The seat used to be as soon as held by way of the overdue President George H.W. Bush, and one among Fletcher’s maximum outstanding constituents is U.S. Sen. Ted Cruz. TX-7 used to be designed to be a secure Republican stronghold, however the 46-year-old former trial legal professional snatched it away 3 years in the past. And whilst a lot of her classmates from the 2018 Democratic wave misplaced reelection in 2020, she hung on in opposition to an impressive Republican opponent.
Any day now, she’ll learn the way intent Texas Republicans are on taking the seat again.
The Texas Legislature is poised to unveil its proposed maps for brand new Texas Congressional districts, and a few be expecting they are going to redraw the seventh Congressional District in some way that dooms Fletcher’s probabilities of profitable there once more.
Fletcher is easily conscious she is in political purgatory.
“I’ve all the time recognized that that is simply a part of the method and … there’s such a lot taking place right here, that possibly it’s just right that it’s now not my center of attention,” she stated in an interview. “It’s on my radar that my task is to constitute my constituents and definitely listening to what I’ve heard, figuring out what I do know, I do really feel a duty to take a look at to offer protection to the district and to offer protection to them.”
All through two phrases within the U.S. Area, Fletcher has been a quite overshadowed presence, a quietly dependable celebration member some of the boisterous pack of Democrats who took again the chamber in 2018.
She is a robust fundraiser — gathering extra money this cycle than some other Texas Democratic member.
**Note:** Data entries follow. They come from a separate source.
/// An explicit replacement for one occurrence of a master.
#[derive(Debug, Clone, PartialEq)]
pub struct OverrideInstance {
    pub uid: Arc<str>,
    /// The occurrence start this override replaces, normalized to UTC.
    pub original_start: DateTime<Utc>,
    pub start: DateTime<Tz>,
    pub end: DateTime<Tz>,
    pub all_day: bool,
    pub record: Arc<EventRecord>,
}

/// A non-recurring event.
#[derive(Debug, Clone, PartialEq)]
pub struct SingleEvent {
    pub uid: Arc<str>,
    pub start: DateTime<Tz>,
    pub end: DateTime<Tz>,
    pub all_day: bool,
    pub record: Arc<EventRecord>,
}

/// Result of classifying one component.
#[derive(Debug, Clone, PartialEq)]
pub enum Classified {
    Master(MasterEvent),
    Override(OverrideInstance),
    Single(SingleEvent),
    /// A component the pipeline does not materialize (VTODO, VTIMEZONE, ...).
    Other(ComponentKind),
}

/// A classified component plus any recoverable warnings raised on the way.
#[derive(Debug, Clone)]
pub struct Classification {
    pub item: Classified,
    pub warnings: Vec<String>,
}

/// A reconciled event handed to collaborators.
#[derive(Debug, Clone, PartialEq, Serialize)]
pub struct EventInstance {
    pub uid: String,
    pub subject: String,
    #[serde(serialize_with = "serialize_zoned")]
    pub start: DateTime<Tz>,
    #[serde(serialize_with = "serialize_zoned")]
    pub end: DateTime<Tz>,
    pub timezone: String,
    pub all_day: bool,
    #[serde(skip_serializing_if = "Option::is_none")]
    pub location: Option<String>,
    #[serde(skip_serializing_if = "Option::is_none")]
    pub description: Option<String>,
    #[serde(skip_serializing_if = "Vec::is_empty")]
    pub attendees: Vec<String>,
    pub is_override: bool,
}

fn serialize_zoned<S: serde::Serializer>(
    dt: &DateTime<Tz>,
    serializer: S,
) -> std::result::Result<S::Ok, S::Error> {
    serializer.serialize_str(&dt.to_rfc3339())
}

/// Classify a parsed component into a master, override, single, or other.
///
/// # Errors
/// Returns `IngestError::Structural` for a VEVENT without UID or DTSTART,
/// `IngestError::InvalidValue` for unparseable date values, and
/// `IngestError::RecurrenceValidation` for a syntactically broken RRULE.
pub fn classify(
    component: &CalendarComponent,
    resolver: &mut TimezoneResolver,
) -> Result<Classification> {
    if component.kind != ComponentKind::Event {
        return Ok(Classification {
            item: Classified::Other(component.kind.clone()),
            warnings: Vec::new(),
        });
    }

    let mut warnings = Vec::new();
    let uid: Arc<str> = component
        .uid()
        .ok_or_else(|| IngestError::Structural {
            line: component.line,
            message: "VEVENT without UID".to_string(),
        })?
        .into();

    let dtstart = component.get("DTSTART").ok_or_else(|| IngestError::Structural {
        line: component.line,
        message: format!("VEVENT {uid} without DTSTART"),
    })?;
    let start_value = parse_zoned(dtstart, resolver)?;
    if start_value.fell_back {
        warnings.push(format!(
            "{uid}: unknown timezone {:?}, using {}",
            dtstart.param("TZID").unwrap_or_default(),
            resolver.fallback().name()
        ));
    }
    let tz = start_value.tz;
    let policy = resolver.dst_policy();
    let all_day = start_value.value.is_date();
    let start = start_value
        .instant(policy)
        .ok_or_else(|| IngestError::InvalidValue {
            property: "DTSTART".to_string(),
            value: dtstart.value.clone(),
        })?;

    let duration = event_duration(component, resolver, &start, all_day)?;
    let end = start
        .checked_add_signed(duration)
        .ok_or_else(|| IngestError::InvalidValue {
            property: "DURATION".to_string(),
            value: duration.to_string(),
        })?;
    let record = Arc::new(event_record(component));

    if let Some(recurrence_id) = component.get("RECURRENCE-ID") {
        let original = parse_zoned(recurrence_id, resolver)?;
        let original_start = original
            .instant(policy)
            .ok_or_else(|| IngestError::InvalidValue {
                property: "RECURRENCE-ID".to_string(),
                value: recurrence_id.value.clone(),
            })?
            .with_timezone(&Utc);
        return Ok(Classification {
            item: Classified::Override(OverrideInstance {
                uid,
                original_start,
                start,
                end,
                all_day,
                record,
            }),
            warnings,
        });
    }

    if let Some(rrule) = component.get("RRULE") {
        let rule = RecurrenceRule::parse(&rrule.value).map_err(|reason| {
            IngestError::RecurrenceValidation {
                uid: uid.to_string(),
                reason,
            }
        })?;
        let mut exdates = Vec::new();
        for prop in component.get_all("EXDATE") {
            match parse_date_list(prop, resolver, tz) {
                Ok(values) => {
                    if values.first().is_some_and(|v| v.fell_back) {
                        warnings.push(format!(
                            "{uid}: unknown EXDATE timezone {:?}, using {}",
                            prop.param("TZID").unwrap_or_default(),
                            tz.name()
                        ));
                    }
                    exdates.extend(values);
                }
                Err(e) => warnings.push(format!("{uid}: ignoring EXDATE: {e}")),
            }
        }
        return Ok(Classification {
            item: Classified::Master(MasterEvent {
                uid,
                start,
                duration,
                tz,
                all_day,
                rule,
                exdates,
                record,
            }),
            warnings,
        });
    }

    Ok(Classification {
        item: Classified::Single(SingleEvent {
            uid,
            start,
            end,
            all_day,
            record,
        }),
        warnings,
    })
}

/// Duration from DTEND, else DURATION, else the RFC 5545 defaults (one day
/// for all-day events, zero otherwise).
fn event_duration(
    component: &CalendarComponent,
    resolver: &mut TimezoneResolver,
    start: &DateTime<Tz>,
    all_day: bool,
) -> Result<Duration> {
    if let Some(dtend) = component.get("DTEND") {
        let end_value = parse_zoned(dtend, resolver)?;
        if let Some(end) = end_value.instant(resolver.dst_policy()) {
            let duration = end.with_timezone(&Utc) - start.with_timezone(&Utc);
            if duration >= Duration::zero() {
                return Ok(duration);
            }
        }
    }
    if let Some(raw) = component.value("DURATION") {
        return parse_duration(raw).ok_or_else(|| IngestError::InvalidValue {
            property: "DURATION".to_string(),
            value: raw.to_string(),
        });
    }
    Ok(if all_day {
        Duration::days(1)
    } else {
        Duration::zero()
    })
}

/// Parse an RFC 5545 duration such as `PT1H30M`, `P1D`, or `P2W`.
pub fn parse_duration(raw: &str) -> Option<Duration> {
    let raw = raw.trim();
    let (negative, rest) = match raw.as_bytes().first()? {
        b'-' => (true, &raw[1..]),
        b'+' => (false, &raw[1..]),
        _ => (false, raw),
    };
    let rest = rest.strip_prefix('P')?;
    let mut total = TimeDelta::zero();
    let mut digits = String::new();
    let mut in_time = false;
    for c in rest.chars() {
        match c {
            '0'..='9' => digits.push(c),
            'T' if digits.is_empty() => in_time = true,
            _ => {
                let n: i64 = digits.parse().ok()?;
                digits.clear();
                let part = match (c, in_time) {
                    ('W', false) => TimeDelta::try_weeks(n),
                    ('D', false) => TimeDelta::try_days(n),
                    ('H', true) => TimeDelta::try_hours(n),
                    ('M', true) => TimeDelta::try_minutes(n),
                    ('S', true) => TimeDelta::try_seconds(n),
                    _ => None,
                }?;
                total = total.checked_add(&part)?;
            }
        }
    }
    if !digits.is_empty() {
        return None;
    }
    Some(if negative { -total } else { total })
}

fn event_record(component: &CalendarComponent) -> EventRecord {
    let status = match component.value("STATUS").map(str::trim) {
        Some(s) if s.eq_ignore_ascii_case("CANCELLED") => EventStatus::Cancelled,
        Some(s) if s.eq_ignore_ascii_case("TENTATIVE") => EventStatus::Tentative,
        _ => EventStatus::Confirmed,
    };
    let subject = component
        .value("SUMMARY")
        .map(unescape_text)
        .filter(|s| !s.trim().is_empty());
    let Some(subject) = subject else {
        return EventRecord::Placeholder { status };
    };
    let text = |name: &str| {
        component
            .value(name)
            .map(unescape_text)
            .filter(|s| !s.trim().is_empty())
    };
    EventRecord::Full(EventDetails {
        subject,
        location: text("LOCATION"),
        description: text("DESCRIPTION"),
        attendees: component.get_all("ATTENDEE").map(attendee_label).collect(),
        status,
        sequence: component
            .value("SEQUENCE")
            .and_then(|s| s.trim().parse().ok())
            .unwrap_or(0),
    })
}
She does now not create complications for celebration management and avoids the bombast of contemporary social media politicking.
However redistricting is a blood recreation, and Republicans this time round have a good freer hand to carve up the state for partisan benefit after the U.S. Ideally suited Courtroom’s 2013 choice gutting key provisions of federal regulations that secure citizens of colour.
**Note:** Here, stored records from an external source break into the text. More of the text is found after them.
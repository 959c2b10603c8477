//! DST transition policies for recurring events.
//!
//! Occurrences keep their wall-clock time of day across transitions; these
//! policies only decide what happens when that wall-clock time does not exist
//! (spring forward) or exists twice (fall back).

use chrono::{DateTime, Duration, LocalResult, NaiveDateTime, TimeZone};
use chrono_tz::Tz;
use serde::{Deserialize, Serialize};

/// Policy for local times that fall into a DST gap.
#[derive(Debug, Clone, Copy, PartialEq, Eq, Default, Serialize, Deserialize)]
#[serde(rename_all = "snake_case")]
pub enum DstPolicy {
    /// Drop instances that fall in the gap (e.g., 2:30 AM during spring forward)
    Skip,
    /// Move the instance forward by the length of the gap
    #[default]
    ShiftForward,
}

impl DstPolicy {
    /// Pin a wall-clock time to an instant in `tz`.
    ///
    /// Ambiguous times (fall back) resolve to the earlier instant. Returns
    /// `None` only for gap times under [`DstPolicy::Skip`].
    pub fn localize(self, tz: &Tz, local: NaiveDateTime) -> Option<DateTime<Tz>> {
        match tz.from_local_datetime(&local) {
            LocalResult::Single(dt) => Some(dt),
            LocalResult::Ambiguous(earliest, _) => Some(earliest),
            LocalResult::None => match self {
                DstPolicy::Skip => None,
                DstPolicy::ShiftForward => shift_past_gap(tz, local),
            },
        }
    }
}

/// Walk forward in 15-minute steps until the local time exists again, then
/// re-apply the original offset into the gap. Gaps are at most a few hours.
fn shift_past_gap(tz: &Tz, local: NaiveDateTime) -> Option<DateTime<Tz>> {
    let mut step = local;
    for _ in 0..(4 * 4) {
        step += Duration::minutes(15);
        if let Some(after) = tz.from_local_datetime(&step).earliest() {
            let before = tz.from_local_datetime(&(local - Duration::hours(3))).earliest()?;
            let gap = (after.naive_local() - after.naive_utc())
                - (before.naive_local() - before.naive_utc());
            return tz.from_local_datetime(&(local + gap)).earliest();
        }
    }
    None
}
No Texas Democrat is extra ceaselessly cited as a most probably sufferer of the redistricting pen than Fletcher. Whether or not or now not Republicans take an competitive posture towards her may set the degree for the following decade within the Texas congressional delegation.
A lot of the animus towards her within the Republican guide elegance is rooted in geography: Fletcher represents a seat that used to be by no means supposed to be aggressive, let on my own held by way of a Democrat.
Two of the former congress individuals elected there are Republican legends: the elder Bush and previous Area Tactics and Method Committee Chairman Invoice Archer. Fletcher does now not run from that historical past.
She’s loosely involved with the Bush camp, and when she met this week with one among her interns from the College of Texas who is a part of a program named for Archer, Fletcher used to be fast to show that he as soon as represented the district.
Whilst some Republicans take umbrage with this, she is a creature of her place of birth.
Reared within the Afton Oaks community all over the 1980s oil bust, she attended town’s maximum elite non-public college. She left the state for her undergraduate stage and regulation college however returned in 2006 to paintings for Vinson & Elkins, probably the most politically stressed corporations on the town. Previous to her run, she used to be a spouse at Ahmad, Zavitsanos, Anaipakos, Alavi & Mensing regulation company.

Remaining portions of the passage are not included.